Les deux femmes éclatèrent de rire.

- Tu retournes à l'hôpital demain, c'est ça ?

- M'en parle pas, j'en suis déjà malade. Esmée tourna sa paille verte en jouant avec les glaçons contenant des feuilles de menthe au fond de son verre. C'est pas ça, j'aime bien m'occuper de mes patients et je vais revoir Daphnée. Mais je déteste Lidan et j'ai vraiment pas envie de le voir.

- Tu m'étonnes, ce type m'a toujours foutu les jetons. Il était venu donner un séminaires au troisième une fois, j'ai cru qu'il allait sortir une arme de son attaché case quand l'un des internes a sorti son portable.

- Sérieusement? demanda Esmée, en se doutant par ailleurs de la réponse.

- Oui, sa veine tambourinait contre sa tempe tellement il était énervé. Pourtant, tout le monde sort son portable au moins une fois lors des séminaires. Mais cet homme a vraiment...

- Un ego surdimensionné, termina Esmée.

- Exactement ce que j'allais dire, confirma Esther.

 

Le silence retombait entre les deux jeunes femmes, Esther voulait aborder le sujet sensible de l'anniversaire de la disparition d'Alexandre, comme elle faisait chaque année, mais elle savait que son amie était particulièrement tendue à l'idée d'en parler.

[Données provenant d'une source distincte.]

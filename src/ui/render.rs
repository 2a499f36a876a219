use crate::emergency::{AlertDraft, ContactKind, DispatchAction, EmergencyDialog};
use crate::integration::OrchestratorEvent;
use crate::messages::Message;
use crate::preferences::FontScale;
use crate::Mode;
use crossbeam_channel::Receiver;
use std::io::{self, Write};
use tracing::{debug, error};

const BOLD: &str = "\x1b[1m";
const RESET: &str = "\x1b[0m";

fn label(text: &str, high_contrast: bool) -> String {
    if high_contrast {
        format!("{}{}{}", BOLD, text.to_uppercase(), RESET)
    } else {
        text.to_string()
    }
}

/// `[9:05] Sahayak: ...`, with a `!` marker on error notices
pub fn render_message(message: &Message, high_contrast: bool) -> String {
    let marker = if message.is_error() { " !" } else { "" };
    format!(
        "[{}] {}{}: {}",
        message.timestamp,
        label(message.sender.label(), high_contrast),
        marker,
        message.text
    )
}

pub fn render_mode_list(active: Mode) -> String {
    let mut out = String::from("Choose a mode:\n");
    for mode in Mode::ALL {
        let current = if mode == active { "  (last used)" } else { "" };
        out.push_str(&format!(
            "  /mode {:<12} {}{}\n",
            mode.as_str(),
            mode.display_name(),
            current
        ));
    }
    out.push_str("Type /help for all commands.");
    out
}

pub fn render_emergency_dialog(dialog: &EmergencyDialog) -> String {
    let mut out = String::from("Emergency Help\nWho would you like to contact for help?\n");
    for (i, entry) in dialog.contacts.iter().enumerate() {
        let tag = match entry.kind {
            ContactKind::Primary => " *",
            ContactKind::Secondary => "",
            ContactKind::Service => " +",
        };
        out.push_str(&format!(
            "  {}. {} ({}) {}{}\n",
            i + 1,
            entry.contact.name,
            entry.contact.relationship,
            entry.contact.phone,
            tag
        ));
    }
    if let Some(location) = &dialog.location {
        out.push_str(&format!(
            "Your location will be shared: {}\n",
            location.maps_url()
        ));
    }
    out.push_str("Type /contact <number>, or /cancel.");
    out
}

pub fn render_dispatch_choices(draft: &AlertDraft) -> String {
    let mut out = format!(
        "Contacting {} at {}\n\n{}\n\n",
        draft.contact.name, draft.contact.phone, draft.message
    );
    for action in DispatchAction::ALL {
        let command = match action {
            DispatchAction::VoiceCall => "/call",
            DispatchAction::ChatMessage => "/chat",
            DispatchAction::TextMessage => "/sms",
        };
        out.push_str(&format!("  {:<8} {}\n", command, action.label()));
    }
    out.push_str("  /cancel  Cancel");
    out
}

/// Writes events to a terminal
pub struct TerminalRenderer<W: Write> {
    out: W,
    font: FontScale,
    high_contrast: bool,
}

impl<W: Write> TerminalRenderer<W> {
    pub fn new(out: W) -> Self {
        Self {
            out,
            font: FontScale::from_base(18),
            high_contrast: false,
        }
    }

    pub fn font(&self) -> FontScale {
        self.font
    }

    pub fn high_contrast(&self) -> bool {
        self.high_contrast
    }

    pub fn into_inner(self) -> W {
        self.out
    }

    /// Render one event. Returns false once the session has shut down.
    pub fn render(&mut self, event: &OrchestratorEvent) -> io::Result<bool> {
        match event {
            OrchestratorEvent::ModeSelectionShown { active } => {
                writeln!(self.out, "\n{}", render_mode_list(*active))?;
            }
            OrchestratorEvent::ConversationOpened {
                mode,
                welcome,
                history,
            } => {
                writeln!(self.out, "\n== {} Mode ==", mode.display_name())?;
                writeln!(self.out, "{}", welcome)?;
                for message in history {
                    writeln!(self.out, "{}", render_message(message, self.high_contrast))?;
                }
            }
            OrchestratorEvent::MessageAdded(message) => {
                writeln!(self.out, "{}", render_message(message, self.high_contrast))?;
            }
            OrchestratorEvent::TypingStarted => writeln!(self.out, "Sahayak is typing...")?,
            OrchestratorEvent::TypingStopped => {}
            OrchestratorEvent::InputEnabled(enabled) => {
                debug!("Input enabled: {}", enabled);
            }
            OrchestratorEvent::CaptureStarted => writeln!(self.out, "Listening...")?,
            OrchestratorEvent::CaptureStopped => {}
            OrchestratorEvent::TranscriptRecognized(text) => {
                writeln!(self.out, "> {}", text)?;
            }
            OrchestratorEvent::SpeakingStarted => writeln!(self.out, "(speaking, /stop to stop)")?,
            OrchestratorEvent::SpeakingEnded => {}
            OrchestratorEvent::Notice(text) => writeln!(self.out, "{}", text)?,
            OrchestratorEvent::FontScaleChanged(scale) => {
                self.font = *scale;
                writeln!(
                    self.out,
                    "Text size: {}px (headings {}px, titles {}px)",
                    scale.base, scale.large, scale.xlarge
                )?;
            }
            OrchestratorEvent::ContrastChanged(enabled) => {
                self.high_contrast = *enabled;
                let state = if *enabled { "on" } else { "off" };
                writeln!(self.out, "High contrast {}", state)?;
            }
            OrchestratorEvent::EmergencyDialogOpened(dialog) => {
                writeln!(self.out, "\n{}", render_emergency_dialog(dialog))?;
            }
            OrchestratorEvent::EmergencyActionsOffered(draft) => {
                writeln!(self.out, "\n{}", render_dispatch_choices(draft))?;
            }
            OrchestratorEvent::EmergencyDialogClosed => {
                writeln!(self.out, "Emergency dialog closed.")?;
            }
            OrchestratorEvent::Shutdown => {
                writeln!(self.out, "Goodbye.")?;
                self.out.flush()?;
                return Ok(false);
            }
        }
        self.out.flush()?;
        Ok(true)
    }

    /// Render until shutdown or until every sender is gone
    pub fn run(mut self, events: Receiver<OrchestratorEvent>) -> W {
        for event in events.iter() {
            match self.render(&event) {
                Ok(true) => {}
                Ok(false) => break,
                Err(e) => {
                    error!("Render error: {}", e);
                    break;
                }
            }
        }
        self.out
    }
}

L'année précédente, Esmée avait littéralement pété un plomb et elle ne souhaitait pas que cette scène se reproduise en public, surtout que la terrasse à laquelle elles étaient attablées était bondée.

 

Finalement, Esther et Esmée en parlèrent du bout des lèvres mais Esther n'insista pas quand elle la vit tapoter du pieds sous la table transparente. Elles se quittèrent dans la soirée et Esmée rentra chez elle directement, prépara ses affaires pour le lendemain avant de se coucher.